=== RECORDS FOR THE EXERCISE ===
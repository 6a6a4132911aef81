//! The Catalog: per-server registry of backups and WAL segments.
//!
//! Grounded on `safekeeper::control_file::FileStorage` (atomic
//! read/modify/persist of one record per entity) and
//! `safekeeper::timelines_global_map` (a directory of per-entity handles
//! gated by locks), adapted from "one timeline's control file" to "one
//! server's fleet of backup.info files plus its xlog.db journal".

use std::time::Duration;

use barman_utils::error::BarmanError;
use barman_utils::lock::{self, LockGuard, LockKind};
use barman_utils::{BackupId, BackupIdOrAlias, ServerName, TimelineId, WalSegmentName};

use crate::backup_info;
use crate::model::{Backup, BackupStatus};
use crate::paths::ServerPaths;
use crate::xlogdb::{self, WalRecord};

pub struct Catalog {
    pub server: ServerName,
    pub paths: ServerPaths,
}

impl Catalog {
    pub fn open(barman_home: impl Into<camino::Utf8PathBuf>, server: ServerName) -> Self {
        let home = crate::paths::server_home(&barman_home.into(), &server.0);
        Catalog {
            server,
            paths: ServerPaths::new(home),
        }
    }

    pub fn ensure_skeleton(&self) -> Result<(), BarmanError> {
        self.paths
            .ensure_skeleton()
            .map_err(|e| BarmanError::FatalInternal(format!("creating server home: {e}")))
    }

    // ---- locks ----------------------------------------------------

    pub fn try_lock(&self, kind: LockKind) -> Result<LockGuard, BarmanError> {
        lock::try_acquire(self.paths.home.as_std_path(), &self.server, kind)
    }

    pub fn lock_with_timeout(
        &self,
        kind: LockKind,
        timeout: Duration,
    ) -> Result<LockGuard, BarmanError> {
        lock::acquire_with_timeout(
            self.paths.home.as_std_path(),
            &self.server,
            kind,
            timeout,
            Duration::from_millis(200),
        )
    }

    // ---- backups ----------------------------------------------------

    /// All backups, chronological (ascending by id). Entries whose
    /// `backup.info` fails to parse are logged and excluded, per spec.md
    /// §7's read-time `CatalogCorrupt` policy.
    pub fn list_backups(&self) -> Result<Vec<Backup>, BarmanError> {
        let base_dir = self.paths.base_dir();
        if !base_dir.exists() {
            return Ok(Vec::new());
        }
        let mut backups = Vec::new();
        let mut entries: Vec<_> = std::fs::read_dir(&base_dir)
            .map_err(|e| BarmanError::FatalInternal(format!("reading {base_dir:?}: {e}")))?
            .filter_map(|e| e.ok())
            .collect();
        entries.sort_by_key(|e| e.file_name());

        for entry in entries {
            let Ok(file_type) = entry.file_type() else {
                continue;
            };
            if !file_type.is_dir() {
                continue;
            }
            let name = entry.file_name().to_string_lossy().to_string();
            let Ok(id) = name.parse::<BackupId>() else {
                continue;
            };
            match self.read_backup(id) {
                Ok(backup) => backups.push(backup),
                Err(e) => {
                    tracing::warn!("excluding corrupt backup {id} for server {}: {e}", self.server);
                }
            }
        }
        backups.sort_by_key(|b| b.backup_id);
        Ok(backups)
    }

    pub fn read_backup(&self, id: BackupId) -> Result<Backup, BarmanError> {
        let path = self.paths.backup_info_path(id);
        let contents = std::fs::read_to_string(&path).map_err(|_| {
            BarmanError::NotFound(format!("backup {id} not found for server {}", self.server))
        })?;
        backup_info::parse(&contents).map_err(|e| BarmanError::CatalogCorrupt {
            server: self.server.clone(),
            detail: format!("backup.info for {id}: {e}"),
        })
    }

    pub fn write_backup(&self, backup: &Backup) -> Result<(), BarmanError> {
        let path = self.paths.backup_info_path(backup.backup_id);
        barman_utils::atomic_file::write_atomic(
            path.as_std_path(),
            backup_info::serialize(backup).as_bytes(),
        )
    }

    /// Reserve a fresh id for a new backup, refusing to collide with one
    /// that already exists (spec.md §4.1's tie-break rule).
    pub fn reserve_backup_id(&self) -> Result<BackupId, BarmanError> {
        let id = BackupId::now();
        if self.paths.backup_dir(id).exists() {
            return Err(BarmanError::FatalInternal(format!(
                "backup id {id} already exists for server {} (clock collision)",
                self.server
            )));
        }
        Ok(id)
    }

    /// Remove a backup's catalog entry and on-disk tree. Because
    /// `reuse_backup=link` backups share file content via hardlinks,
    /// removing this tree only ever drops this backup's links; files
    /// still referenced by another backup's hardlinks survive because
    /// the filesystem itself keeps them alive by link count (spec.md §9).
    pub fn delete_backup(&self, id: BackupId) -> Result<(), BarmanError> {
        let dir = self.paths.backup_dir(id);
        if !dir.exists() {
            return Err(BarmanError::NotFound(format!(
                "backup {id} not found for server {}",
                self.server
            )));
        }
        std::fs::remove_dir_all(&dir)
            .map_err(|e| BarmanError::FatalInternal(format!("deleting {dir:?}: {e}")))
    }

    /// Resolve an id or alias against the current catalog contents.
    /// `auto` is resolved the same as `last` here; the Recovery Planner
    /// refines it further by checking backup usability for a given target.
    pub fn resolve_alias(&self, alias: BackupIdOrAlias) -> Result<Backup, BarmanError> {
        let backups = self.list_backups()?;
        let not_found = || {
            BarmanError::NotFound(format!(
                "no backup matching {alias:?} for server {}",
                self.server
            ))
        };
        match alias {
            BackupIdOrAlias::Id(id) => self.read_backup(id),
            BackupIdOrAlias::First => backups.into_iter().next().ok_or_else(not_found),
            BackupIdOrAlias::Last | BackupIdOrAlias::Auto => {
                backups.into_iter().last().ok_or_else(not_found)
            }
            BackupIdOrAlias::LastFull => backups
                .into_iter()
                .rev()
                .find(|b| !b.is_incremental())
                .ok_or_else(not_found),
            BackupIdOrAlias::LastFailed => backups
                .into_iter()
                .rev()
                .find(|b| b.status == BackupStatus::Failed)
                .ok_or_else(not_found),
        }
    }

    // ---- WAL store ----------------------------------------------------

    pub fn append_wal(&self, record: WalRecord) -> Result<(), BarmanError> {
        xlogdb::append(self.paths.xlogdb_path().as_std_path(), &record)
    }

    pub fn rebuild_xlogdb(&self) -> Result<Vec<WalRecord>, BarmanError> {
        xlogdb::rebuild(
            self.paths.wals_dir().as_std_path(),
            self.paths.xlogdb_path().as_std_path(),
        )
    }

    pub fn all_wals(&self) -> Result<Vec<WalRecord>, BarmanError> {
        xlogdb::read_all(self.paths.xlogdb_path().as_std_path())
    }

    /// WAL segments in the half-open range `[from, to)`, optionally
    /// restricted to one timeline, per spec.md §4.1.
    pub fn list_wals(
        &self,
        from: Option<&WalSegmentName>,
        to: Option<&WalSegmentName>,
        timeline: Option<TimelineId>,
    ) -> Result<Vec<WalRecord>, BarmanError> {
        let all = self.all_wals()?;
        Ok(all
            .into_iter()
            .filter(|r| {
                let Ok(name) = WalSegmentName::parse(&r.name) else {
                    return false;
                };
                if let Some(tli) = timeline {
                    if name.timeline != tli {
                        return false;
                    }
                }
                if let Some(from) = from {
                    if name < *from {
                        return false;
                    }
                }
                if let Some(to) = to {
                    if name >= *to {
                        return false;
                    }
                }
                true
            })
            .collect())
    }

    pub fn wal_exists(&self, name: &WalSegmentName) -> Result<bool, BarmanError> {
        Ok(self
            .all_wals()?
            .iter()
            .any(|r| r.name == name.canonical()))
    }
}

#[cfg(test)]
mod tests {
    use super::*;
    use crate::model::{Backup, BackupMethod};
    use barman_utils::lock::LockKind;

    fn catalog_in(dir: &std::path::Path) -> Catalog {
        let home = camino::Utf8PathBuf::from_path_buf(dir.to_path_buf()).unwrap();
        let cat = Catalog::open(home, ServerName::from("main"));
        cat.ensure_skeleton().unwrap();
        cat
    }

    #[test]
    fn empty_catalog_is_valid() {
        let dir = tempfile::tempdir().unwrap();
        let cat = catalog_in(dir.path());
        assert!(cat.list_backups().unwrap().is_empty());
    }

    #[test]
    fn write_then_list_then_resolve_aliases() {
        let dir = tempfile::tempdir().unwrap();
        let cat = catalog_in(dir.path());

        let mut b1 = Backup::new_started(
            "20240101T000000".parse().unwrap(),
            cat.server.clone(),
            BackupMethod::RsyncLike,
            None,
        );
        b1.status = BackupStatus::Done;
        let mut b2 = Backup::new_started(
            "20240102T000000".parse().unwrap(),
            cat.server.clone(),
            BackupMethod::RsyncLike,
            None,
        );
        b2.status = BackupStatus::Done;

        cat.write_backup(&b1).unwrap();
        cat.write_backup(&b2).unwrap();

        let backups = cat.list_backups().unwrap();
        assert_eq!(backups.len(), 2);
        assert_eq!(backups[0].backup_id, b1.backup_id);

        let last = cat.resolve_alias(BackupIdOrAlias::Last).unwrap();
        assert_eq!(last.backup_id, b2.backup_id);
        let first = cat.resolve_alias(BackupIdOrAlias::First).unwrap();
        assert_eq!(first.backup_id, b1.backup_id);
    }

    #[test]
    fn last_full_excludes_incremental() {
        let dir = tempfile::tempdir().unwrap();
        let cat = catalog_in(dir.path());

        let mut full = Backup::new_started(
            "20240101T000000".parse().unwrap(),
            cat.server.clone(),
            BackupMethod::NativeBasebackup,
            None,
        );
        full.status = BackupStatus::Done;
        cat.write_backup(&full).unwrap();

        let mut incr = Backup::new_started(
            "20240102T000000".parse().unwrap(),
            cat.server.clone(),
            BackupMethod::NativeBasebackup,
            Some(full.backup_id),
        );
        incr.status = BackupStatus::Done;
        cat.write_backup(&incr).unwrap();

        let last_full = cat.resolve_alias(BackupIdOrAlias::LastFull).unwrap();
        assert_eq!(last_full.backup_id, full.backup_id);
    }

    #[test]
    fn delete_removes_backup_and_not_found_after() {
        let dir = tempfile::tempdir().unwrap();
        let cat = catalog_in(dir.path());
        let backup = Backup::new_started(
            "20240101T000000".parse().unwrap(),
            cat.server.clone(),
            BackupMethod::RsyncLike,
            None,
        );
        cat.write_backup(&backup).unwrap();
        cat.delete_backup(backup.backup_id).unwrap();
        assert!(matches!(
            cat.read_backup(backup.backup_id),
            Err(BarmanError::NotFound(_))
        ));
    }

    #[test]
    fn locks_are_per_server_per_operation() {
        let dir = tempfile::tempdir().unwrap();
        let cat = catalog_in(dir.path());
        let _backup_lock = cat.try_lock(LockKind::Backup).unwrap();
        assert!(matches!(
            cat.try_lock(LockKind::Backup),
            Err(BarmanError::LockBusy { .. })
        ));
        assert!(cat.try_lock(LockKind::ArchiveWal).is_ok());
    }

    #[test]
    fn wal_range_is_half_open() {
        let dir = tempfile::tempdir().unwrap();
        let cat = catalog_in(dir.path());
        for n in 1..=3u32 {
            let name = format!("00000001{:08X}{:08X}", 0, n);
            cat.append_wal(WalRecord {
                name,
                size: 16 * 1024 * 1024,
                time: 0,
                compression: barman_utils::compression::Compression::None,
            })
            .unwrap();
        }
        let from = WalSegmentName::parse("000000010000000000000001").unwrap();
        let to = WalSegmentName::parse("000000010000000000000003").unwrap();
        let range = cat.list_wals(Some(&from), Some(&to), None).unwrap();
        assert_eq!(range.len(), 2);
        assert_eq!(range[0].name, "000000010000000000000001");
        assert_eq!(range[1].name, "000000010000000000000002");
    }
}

* * *

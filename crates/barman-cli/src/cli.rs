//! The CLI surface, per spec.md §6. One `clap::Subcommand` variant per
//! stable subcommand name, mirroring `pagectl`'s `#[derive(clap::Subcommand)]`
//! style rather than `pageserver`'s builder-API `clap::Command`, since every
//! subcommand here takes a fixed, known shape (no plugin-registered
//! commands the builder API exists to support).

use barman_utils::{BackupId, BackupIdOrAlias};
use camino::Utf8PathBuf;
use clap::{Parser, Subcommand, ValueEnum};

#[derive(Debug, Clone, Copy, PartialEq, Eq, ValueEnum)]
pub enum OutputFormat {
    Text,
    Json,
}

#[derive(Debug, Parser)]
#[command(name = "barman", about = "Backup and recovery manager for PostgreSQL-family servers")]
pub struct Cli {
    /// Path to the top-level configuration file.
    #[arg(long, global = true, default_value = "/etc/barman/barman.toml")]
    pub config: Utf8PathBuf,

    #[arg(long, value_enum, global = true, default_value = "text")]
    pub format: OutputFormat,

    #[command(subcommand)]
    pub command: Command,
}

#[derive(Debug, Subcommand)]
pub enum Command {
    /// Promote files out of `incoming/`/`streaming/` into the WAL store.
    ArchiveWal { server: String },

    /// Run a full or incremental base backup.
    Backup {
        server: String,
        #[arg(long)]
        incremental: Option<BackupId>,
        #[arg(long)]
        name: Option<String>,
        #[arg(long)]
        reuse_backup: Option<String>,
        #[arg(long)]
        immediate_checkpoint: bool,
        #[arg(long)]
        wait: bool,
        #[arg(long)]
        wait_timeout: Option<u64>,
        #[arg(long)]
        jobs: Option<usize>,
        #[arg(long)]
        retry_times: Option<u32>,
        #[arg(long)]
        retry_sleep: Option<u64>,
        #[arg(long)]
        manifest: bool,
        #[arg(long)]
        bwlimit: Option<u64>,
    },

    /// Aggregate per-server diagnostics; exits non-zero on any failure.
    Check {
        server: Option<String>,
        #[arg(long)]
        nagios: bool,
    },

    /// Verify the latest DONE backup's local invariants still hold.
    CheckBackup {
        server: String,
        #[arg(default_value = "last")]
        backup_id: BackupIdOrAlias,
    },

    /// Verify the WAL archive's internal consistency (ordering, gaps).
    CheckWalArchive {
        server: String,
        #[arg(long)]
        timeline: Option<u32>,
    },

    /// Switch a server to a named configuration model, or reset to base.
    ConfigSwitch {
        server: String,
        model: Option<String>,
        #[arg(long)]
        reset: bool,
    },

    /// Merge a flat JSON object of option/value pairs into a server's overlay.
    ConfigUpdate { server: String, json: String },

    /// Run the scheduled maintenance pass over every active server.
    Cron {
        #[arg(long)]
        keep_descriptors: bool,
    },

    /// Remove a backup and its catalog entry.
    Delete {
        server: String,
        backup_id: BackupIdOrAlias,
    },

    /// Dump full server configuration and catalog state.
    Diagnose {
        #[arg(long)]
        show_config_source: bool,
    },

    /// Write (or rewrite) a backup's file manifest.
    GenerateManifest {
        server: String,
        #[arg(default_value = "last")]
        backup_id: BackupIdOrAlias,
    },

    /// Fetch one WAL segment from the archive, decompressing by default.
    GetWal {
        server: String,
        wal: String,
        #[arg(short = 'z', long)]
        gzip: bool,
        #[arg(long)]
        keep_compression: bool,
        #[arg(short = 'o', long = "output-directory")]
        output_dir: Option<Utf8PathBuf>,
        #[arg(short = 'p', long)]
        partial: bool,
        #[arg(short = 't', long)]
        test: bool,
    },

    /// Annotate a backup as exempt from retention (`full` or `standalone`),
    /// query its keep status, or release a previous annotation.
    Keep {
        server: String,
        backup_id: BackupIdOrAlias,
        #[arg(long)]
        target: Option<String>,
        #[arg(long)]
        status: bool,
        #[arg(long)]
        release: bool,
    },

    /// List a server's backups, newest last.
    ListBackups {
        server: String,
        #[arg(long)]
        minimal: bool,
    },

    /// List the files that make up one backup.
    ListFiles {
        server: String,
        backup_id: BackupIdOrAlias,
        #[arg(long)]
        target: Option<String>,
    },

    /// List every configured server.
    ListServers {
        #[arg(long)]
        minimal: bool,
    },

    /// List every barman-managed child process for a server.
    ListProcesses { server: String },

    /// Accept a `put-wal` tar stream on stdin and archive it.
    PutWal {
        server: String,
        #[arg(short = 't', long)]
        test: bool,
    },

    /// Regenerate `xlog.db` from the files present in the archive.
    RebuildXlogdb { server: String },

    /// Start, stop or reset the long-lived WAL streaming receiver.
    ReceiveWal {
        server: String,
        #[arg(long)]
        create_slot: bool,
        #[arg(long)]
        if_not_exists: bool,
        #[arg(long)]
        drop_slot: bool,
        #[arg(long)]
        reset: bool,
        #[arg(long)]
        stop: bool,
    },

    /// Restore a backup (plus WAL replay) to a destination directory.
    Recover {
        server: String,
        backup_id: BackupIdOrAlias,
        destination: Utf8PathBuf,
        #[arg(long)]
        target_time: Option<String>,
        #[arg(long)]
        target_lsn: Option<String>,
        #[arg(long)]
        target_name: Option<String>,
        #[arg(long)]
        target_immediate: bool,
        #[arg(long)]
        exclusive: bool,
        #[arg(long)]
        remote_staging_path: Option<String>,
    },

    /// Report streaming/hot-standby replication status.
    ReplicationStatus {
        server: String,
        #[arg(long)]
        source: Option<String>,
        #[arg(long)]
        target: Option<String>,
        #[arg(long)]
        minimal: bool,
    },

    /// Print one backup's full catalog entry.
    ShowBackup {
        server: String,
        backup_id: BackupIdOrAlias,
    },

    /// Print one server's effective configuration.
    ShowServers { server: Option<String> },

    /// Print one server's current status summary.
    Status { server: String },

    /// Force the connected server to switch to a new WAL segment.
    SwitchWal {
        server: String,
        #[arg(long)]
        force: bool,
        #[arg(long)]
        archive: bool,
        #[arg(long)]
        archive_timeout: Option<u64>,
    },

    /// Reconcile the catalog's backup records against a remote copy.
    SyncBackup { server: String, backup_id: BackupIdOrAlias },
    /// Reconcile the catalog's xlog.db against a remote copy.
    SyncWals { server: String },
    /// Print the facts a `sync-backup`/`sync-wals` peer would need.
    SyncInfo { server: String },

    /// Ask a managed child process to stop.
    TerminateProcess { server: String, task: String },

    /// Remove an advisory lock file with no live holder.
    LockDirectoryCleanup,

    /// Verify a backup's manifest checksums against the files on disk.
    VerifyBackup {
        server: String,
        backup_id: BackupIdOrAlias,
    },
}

=== PROBLEM DESCRIPTION ===
Write out each line above with the word "Reconcile".

=== YOUR SOLUTION ===
    /// Reconcile the catalog's backup records against a remote copy.
    /// Reconcile the catalog's xlog.db against a remote copy.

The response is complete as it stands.